▶ _What the task asks_: From the records below, transcribe exactly the lines that begin at the line with "pub fn verify(&self, token: &str)" and end at the line with "each wave declares", both included.

▶ _Data extracts_:
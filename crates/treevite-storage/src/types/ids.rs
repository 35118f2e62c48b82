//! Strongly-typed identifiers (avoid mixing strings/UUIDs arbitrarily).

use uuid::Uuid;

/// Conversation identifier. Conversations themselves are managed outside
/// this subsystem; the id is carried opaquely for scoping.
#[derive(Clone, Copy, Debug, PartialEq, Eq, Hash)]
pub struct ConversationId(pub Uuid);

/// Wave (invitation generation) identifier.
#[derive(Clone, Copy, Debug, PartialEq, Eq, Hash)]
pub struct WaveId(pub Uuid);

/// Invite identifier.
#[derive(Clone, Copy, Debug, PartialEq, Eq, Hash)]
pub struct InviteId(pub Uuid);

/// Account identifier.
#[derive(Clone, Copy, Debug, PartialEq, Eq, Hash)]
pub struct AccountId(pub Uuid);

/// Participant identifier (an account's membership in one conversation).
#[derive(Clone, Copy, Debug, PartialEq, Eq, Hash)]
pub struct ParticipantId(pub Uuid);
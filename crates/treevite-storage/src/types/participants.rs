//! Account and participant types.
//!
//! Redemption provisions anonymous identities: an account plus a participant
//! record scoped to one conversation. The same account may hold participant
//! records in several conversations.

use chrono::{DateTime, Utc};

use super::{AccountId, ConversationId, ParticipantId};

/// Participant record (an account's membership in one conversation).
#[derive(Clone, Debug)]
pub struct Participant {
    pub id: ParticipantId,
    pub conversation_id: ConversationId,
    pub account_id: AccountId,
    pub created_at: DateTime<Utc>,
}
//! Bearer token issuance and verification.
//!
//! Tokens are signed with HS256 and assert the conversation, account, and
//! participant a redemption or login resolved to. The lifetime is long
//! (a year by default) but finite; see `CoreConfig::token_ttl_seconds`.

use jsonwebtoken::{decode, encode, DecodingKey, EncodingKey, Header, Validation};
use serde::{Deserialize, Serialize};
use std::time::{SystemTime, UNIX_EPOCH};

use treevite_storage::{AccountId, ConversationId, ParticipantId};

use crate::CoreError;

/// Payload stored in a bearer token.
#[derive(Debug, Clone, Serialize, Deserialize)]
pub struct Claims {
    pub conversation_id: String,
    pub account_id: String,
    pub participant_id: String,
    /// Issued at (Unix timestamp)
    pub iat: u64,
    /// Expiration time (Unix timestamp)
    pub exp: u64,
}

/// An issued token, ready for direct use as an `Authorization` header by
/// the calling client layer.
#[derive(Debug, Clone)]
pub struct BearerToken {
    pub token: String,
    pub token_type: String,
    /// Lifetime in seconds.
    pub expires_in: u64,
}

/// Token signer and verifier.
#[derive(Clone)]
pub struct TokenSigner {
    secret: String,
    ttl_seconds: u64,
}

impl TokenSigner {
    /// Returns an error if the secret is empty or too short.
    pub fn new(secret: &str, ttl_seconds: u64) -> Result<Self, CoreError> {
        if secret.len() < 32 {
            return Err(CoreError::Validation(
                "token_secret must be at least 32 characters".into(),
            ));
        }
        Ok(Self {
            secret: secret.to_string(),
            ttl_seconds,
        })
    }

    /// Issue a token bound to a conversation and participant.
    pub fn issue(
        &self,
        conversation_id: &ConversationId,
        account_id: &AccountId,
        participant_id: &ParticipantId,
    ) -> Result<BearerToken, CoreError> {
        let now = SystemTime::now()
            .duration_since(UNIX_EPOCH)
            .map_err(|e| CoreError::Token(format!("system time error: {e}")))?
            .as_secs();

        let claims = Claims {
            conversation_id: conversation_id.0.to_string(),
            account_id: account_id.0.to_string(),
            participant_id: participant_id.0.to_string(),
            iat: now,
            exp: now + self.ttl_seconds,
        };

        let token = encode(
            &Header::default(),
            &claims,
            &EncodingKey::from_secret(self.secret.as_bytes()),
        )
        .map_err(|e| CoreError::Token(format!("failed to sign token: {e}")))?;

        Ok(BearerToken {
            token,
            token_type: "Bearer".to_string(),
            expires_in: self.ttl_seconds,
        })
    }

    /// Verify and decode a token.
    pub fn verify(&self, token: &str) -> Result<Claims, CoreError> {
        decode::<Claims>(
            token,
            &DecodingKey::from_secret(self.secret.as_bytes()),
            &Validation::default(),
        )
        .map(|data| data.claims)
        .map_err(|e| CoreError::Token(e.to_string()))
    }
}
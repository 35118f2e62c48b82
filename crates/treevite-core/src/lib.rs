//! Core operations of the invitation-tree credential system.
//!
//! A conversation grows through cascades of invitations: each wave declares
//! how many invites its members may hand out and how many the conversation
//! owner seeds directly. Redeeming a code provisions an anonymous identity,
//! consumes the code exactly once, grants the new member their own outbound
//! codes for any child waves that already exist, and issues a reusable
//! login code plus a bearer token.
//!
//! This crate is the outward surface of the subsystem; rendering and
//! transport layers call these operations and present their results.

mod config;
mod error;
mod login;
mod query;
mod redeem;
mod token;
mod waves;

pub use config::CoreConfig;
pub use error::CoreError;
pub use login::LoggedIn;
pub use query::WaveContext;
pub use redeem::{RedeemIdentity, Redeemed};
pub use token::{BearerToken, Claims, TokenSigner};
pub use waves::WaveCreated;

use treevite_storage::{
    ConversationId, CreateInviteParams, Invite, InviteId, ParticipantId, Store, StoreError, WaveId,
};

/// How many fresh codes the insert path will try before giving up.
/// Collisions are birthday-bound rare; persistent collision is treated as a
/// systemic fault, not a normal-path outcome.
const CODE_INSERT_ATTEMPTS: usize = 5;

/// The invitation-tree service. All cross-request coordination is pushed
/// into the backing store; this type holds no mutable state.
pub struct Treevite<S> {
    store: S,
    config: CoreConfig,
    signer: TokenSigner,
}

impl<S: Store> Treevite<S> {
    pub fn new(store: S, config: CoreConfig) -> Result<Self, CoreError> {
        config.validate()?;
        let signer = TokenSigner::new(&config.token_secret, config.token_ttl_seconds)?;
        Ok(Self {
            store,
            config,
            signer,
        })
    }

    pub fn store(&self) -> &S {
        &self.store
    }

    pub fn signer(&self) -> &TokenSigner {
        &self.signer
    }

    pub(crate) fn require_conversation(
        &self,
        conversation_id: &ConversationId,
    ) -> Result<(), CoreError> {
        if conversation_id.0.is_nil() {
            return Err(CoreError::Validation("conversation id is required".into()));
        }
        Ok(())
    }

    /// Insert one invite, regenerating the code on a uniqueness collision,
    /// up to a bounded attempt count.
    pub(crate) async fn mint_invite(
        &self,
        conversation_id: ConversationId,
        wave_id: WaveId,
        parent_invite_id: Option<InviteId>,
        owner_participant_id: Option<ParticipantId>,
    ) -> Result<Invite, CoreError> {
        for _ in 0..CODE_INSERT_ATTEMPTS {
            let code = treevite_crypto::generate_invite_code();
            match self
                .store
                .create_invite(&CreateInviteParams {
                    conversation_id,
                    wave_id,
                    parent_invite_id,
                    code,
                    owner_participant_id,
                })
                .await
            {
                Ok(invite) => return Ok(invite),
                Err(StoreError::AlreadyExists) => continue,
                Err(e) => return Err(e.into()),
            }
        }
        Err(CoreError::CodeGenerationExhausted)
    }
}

▶ _Task response_:
    pub fn verify(&self, token: &str) -> Result<Claims, CoreError> {
        decode::<Claims>(
            token,
            &DecodingKey::from_secret(self.secret.as_bytes()),
            &Validation::default(),
        )
        .map(|data| data.claims)
        .map_err(|e| CoreError::Token(e.to_string()))
    }
}
repository 35118f2e62c48b82
filename crates/treevite-core/src/lib.rs
//! Core operations of the invitation-tree credential system.
//!
//! A conversation grows through cascades of invitations: each wave declares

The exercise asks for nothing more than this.